Lier, comme l’a fait F.Hollande, la réussite de son mandat et donc la possibilité de se représenter, à une baisse du chômage, le met aujourd’hui dans une position impossible. Cela dit, il était irréaliste pour un candidat à la présidentielle d’un pays qui se trouve depuis si longtemps en situation de chômage de masse, de ne pas se présenter avec une obligation de résultat sur la question de l’emploi. Le problème du président c’est qu’il avait laissé entendre que le rétablissement de l’emploi se ferait grâce à des remèdes plutôt indolores. Par exemple, en combattant le monde de la finance qui fausse l’économie réelle. Bien sûr il était question d’efforts, pendant la campagne. Mais la notion forcément vertueuse de l’effort reste une proposition politique positive tant qu’on n’en détaille pas le contenu. Aujourd’hui, c’est un sentiment d’impuissance qui domine et les signes de la reprise semblent être dus à des causes sur lesquels le gouvernement a finalement assez peu prise : La baisse du prix du pétrole, le niveau de l’Euros et les taux d’intérêt tout près de zéro. Les bonnes nouvelles nous viennent de l’extérieur et nous n’arrivons pas à les traduire en baisse du chômage. Le cocktail est donc désastreux pour le président et son gouvernement.

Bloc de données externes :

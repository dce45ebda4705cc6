//! Pipeline configuration.
//!
//! Every section has a `Default` carrying the operational constants, and can
//! be overridden field-wise or loaded from a (partial) JSON document.

use std::time::Duration;

use serde::{Deserialize, Serialize};

use crate::{Error, Result};

/// Top-level configuration for the whole pipeline.
#[derive(Debug, Clone, PartialEq, Serialize, Deserialize)]
#[serde(default)]
pub struct PipelineConfig {
    pub tracking: TrackingConfig,
    pub motion: MotionConfig,
    pub behavior: BehaviorConfig,
    pub risk: RiskConfig,
    pub safety: SafetyConfig,
    pub timing: TimingConfig,

    /// Capacity of the outbound fire-and-forget queue.
    pub outbound_capacity: usize,
}

impl Default for PipelineConfig {
    fn default() -> Self {
        Self {
            tracking: TrackingConfig::default(),
            motion: MotionConfig::default(),
            behavior: BehaviorConfig::default(),
            risk: RiskConfig::default(),
            safety: SafetyConfig::default(),
            timing: TimingConfig::default(),
            outbound_capacity: 64,
        }
    }
}

impl PipelineConfig {
    /// Parse a configuration from JSON. Missing fields take their defaults.
    pub fn from_json_str(json: &str) -> Result<Self> {
        let config: PipelineConfig = serde_json::from_str(json)?;
        config.validate()?;
        Ok(config)
    }

    /// Check every section for values the pipeline cannot operate with.
    pub fn validate(&self) -> Result<()> {
        self.tracking.validate()?;
        self.motion.validate()?;
        self.behavior.validate()?;
        self.risk.validate()?;
        self.safety.validate()?;
        self.timing.validate()?;
        if self.outbound_capacity == 0 {
            return Err(invalid("outbound_capacity must be positive"));
        }
        Ok(())
    }
}

/// Track store, association and lifecycle parameters.
#[derive(Debug, Clone, PartialEq, Serialize, Deserialize)]
#[serde(default)]
pub struct TrackingConfig {
    /// Hard cap on live tracks.
    pub capacity: usize,

    /// Detections beyond this count are dropped, lowest confidence first.
    pub max_detections_per_frame: usize,

    /// Bounded per-track position/pose history.
    pub history_length: usize,

    /// Consecutive matches needed to promote TENTATIVE to ACTIVE.
    pub tentative_threshold: u32,

    /// Ghost ticks tolerated before deletion.
    pub max_age: u32,

    /// Minimum overlap for a stage 1 (geometric) match.
    pub iou_threshold: f64,

    /// Minimum cosine similarity for a stage 2 (appearance) match.
    pub appearance_threshold: f64,

    /// Weight given to the stored embedding in the EMA update.
    pub embedding_alpha: f64,

    /// Per-tick geometric confidence decay while a track is a ghost.
    pub confidence_decay: f64,
}

impl Default for TrackingConfig {
    fn default() -> Self {
        Self {
            capacity: 50,
            max_detections_per_frame: 30,
            history_length: 10,
            tentative_threshold: 3,
            max_age: 30,
            iou_threshold: 0.3,
            appearance_threshold: 0.4,
            embedding_alpha: 0.7,
            confidence_decay: 0.95,
        }
    }
}

impl TrackingConfig {
    pub fn validate(&self) -> Result<()> {
        if self.capacity == 0 {
            return Err(invalid("tracking.capacity must be positive"));
        }
        if self.tentative_threshold == 0 {
            return Err(invalid("tracking.tentative_threshold must be at least 1"));
        }
        if self.history_length < 2 {
            return Err(invalid("tracking.history_length must be at least 2"));
        }
        check_unit("tracking.iou_threshold", self.iou_threshold)?;
        check_unit("tracking.appearance_threshold", self.appearance_threshold)?;
        check_unit("tracking.embedding_alpha", self.embedding_alpha)?;
        check_unit("tracking.confidence_decay", self.confidence_decay)?;
        Ok(())
    }
}

/// Adaptive Kalman filter parameters.
#[derive(Debug, Clone, PartialEq, Serialize, Deserialize)]
#[serde(default)]
pub struct MotionConfig {
    /// Seconds between ticks.
    pub tick_interval: f64,

    /// Base process noise variance, scaled by `1 / confidence`.
    pub process_noise: f64,

    /// Measurement noise variance.
    pub measurement_noise: f64,

    /// Initial state variance for a new track.
    pub initial_variance: f64,

    /// Variance of the wide prior used after a degenerate covariance.
    pub reset_variance: f64,

    /// Floor applied to confidence before scaling process noise.
    pub min_noise_confidence: f64,

    /// Clamp on the estimated acceleration magnitude (m/s^2).
    pub max_acceleration: f64,

    /// EMA weight of the newest acceleration sample.
    pub acceleration_smoothing: f64,
}

impl Default for MotionConfig {
    fn default() -> Self {
        Self {
            tick_interval: 1.0 / 30.0,
            process_noise: 0.01,
            measurement_noise: 1.0,
            initial_variance: 10.0,
            reset_variance: 100.0,
            min_noise_confidence: 0.1,
            max_acceleration: 10.0,
            acceleration_smoothing: 0.5,
        }
    }
}

impl MotionConfig {
    pub fn validate(&self) -> Result<()> {
        if !(self.tick_interval > 0.0 && self.tick_interval.is_finite()) {
            return Err(invalid("motion.tick_interval must be positive"));
        }
        if self.process_noise <= 0.0 || self.measurement_noise <= 0.0 {
            return Err(invalid("motion noise variances must be positive"));
        }
        if self.initial_variance <= 0.0 || self.reset_variance <= 0.0 {
            return Err(invalid("motion prior variances must be positive"));
        }
        if !(self.min_noise_confidence > 0.0 && self.min_noise_confidence <= 1.0) {
            return Err(invalid("motion.min_noise_confidence must be in (0, 1]"));
        }
        check_unit("motion.acceleration_smoothing", self.acceleration_smoothing)?;
        Ok(())
    }
}

/// How optimistic/pessimistic scenarios are derived from the nominal forecast.
#[derive(Debug, Clone, Copy, PartialEq, Eq, Serialize, Deserialize)]
#[serde(rename_all = "snake_case")]
pub enum ScenarioBasis {
    /// Scale the horizontal displacement from the current position.
    Displacement,
    /// Scale the absolute horizontal position.
    AbsolutePosition,
}

/// Trajectory, intent and TTC parameters.
#[derive(Debug, Clone, PartialEq, Serialize, Deserialize)]
#[serde(default)]
pub struct BehaviorConfig {
    /// Forecast horizons in seconds, ascending.
    pub horizons: Vec<f64>,

    /// Relative spread of the optimistic/pessimistic scenarios.
    pub scenario_spread: f64,

    pub scenario_basis: ScenarioBasis,

    /// Body-orientation extrapolation horizon in seconds.
    pub pose_lookahead: f64,

    /// Weight of the new observation in intent smoothing.
    pub intent_alpha: f64,

    /// Bounded number of intents kept per track.
    pub intent_history_length: usize,

    /// Closest tracks evaluated for TTC.
    pub max_tracks_ttc: usize,

    /// TTC below which evaluation short-circuits.
    pub emergency_ttc: f64,

    /// Safety margin before intent multipliers (meters).
    pub base_safety_margin: f64,

    pub distraction_margin_factor: f64,

    /// Margin widening for low-quality or uncertain tracks.
    pub low_confidence_margin_factor: f64,

    pub low_quality_threshold: f64,

    /// Velocity divergence above which validation is UNCERTAIN.
    pub validation_threshold: f64,
}

impl Default for BehaviorConfig {
    fn default() -> Self {
        Self {
            horizons: vec![1.0, 2.0, 3.0, 4.0, 5.0],
            scenario_spread: 0.10,
            scenario_basis: ScenarioBasis::Displacement,
            pose_lookahead: 0.5,
            intent_alpha: 0.7,
            intent_history_length: 5,
            max_tracks_ttc: 30,
            emergency_ttc: 1.0,
            base_safety_margin: 5.0,
            distraction_margin_factor: 1.25,
            low_confidence_margin_factor: 1.25,
            low_quality_threshold: 0.5,
            validation_threshold: 1.5,
        }
    }
}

Pourtant les ministres de l’emploi font preuve d’imagination pour expliquer que ça va mieux.

Ou que ça va aller mieux incessamment sous peu ! Michel Sapin a passé toute la première moitié du quinquennat à retourner dans tous les sens ses argumentaires autour de l’inflexion de courbes qu’il était le seul à voir, ou à faire semblant de voir, pour ne pas tuer la petite flamme de l’optimisme qui peut contribuer à allumer la mèche de la croissance. En privé Michel Sapin se moque volontiers de lui-même et de toutes les acrobaties sémantiques qu’il a du développées; il appelle ça lui même « les courberies de Sapin ». Son successeur à l’emploi, François Rebsamen est dans la même situation. Il n’est pas dupe (espérons-le) de l’absurdité de sa maxime, trouvée au soir de la publication des derniers chiffres du chômage : « les chômeurs d’aujourd’hui se préparent à être les salariés de demain »c’est beau comme du… Alphonse Allais. Mais au-delà de l’impossible gestion de cette période, avant la vraie inversion de la courbe (si tant est qu’elle s’inverse !) il y a des fautes politiques à ne pas commettre. Et François Hollande semble au bord d’en commettre une. Il se présente, depuis quelques semaines, depuis que l’on parle de la reprise, comme étant en pré-campagne pour sa réélection. La forme de certains de ses discours, le fait d’insinuer que nous rentrerions déjà dans une seconde phase du quinquennat, celle qui laisse espérer la redistribution après l’effort. Celle donc qui pourrait lui permettre d’envisager un autre mandat. Mais attention, avec maintenant 30 ans de chômage de masse, cinq élections présidentielles, autant de promesses de bouts du tunnel et de renversement de courbes, le moindre optimisme affiché sans réel et profonde amélioration de la situation de l’emploi serait une mort politique après tout, tout à fait justifiée.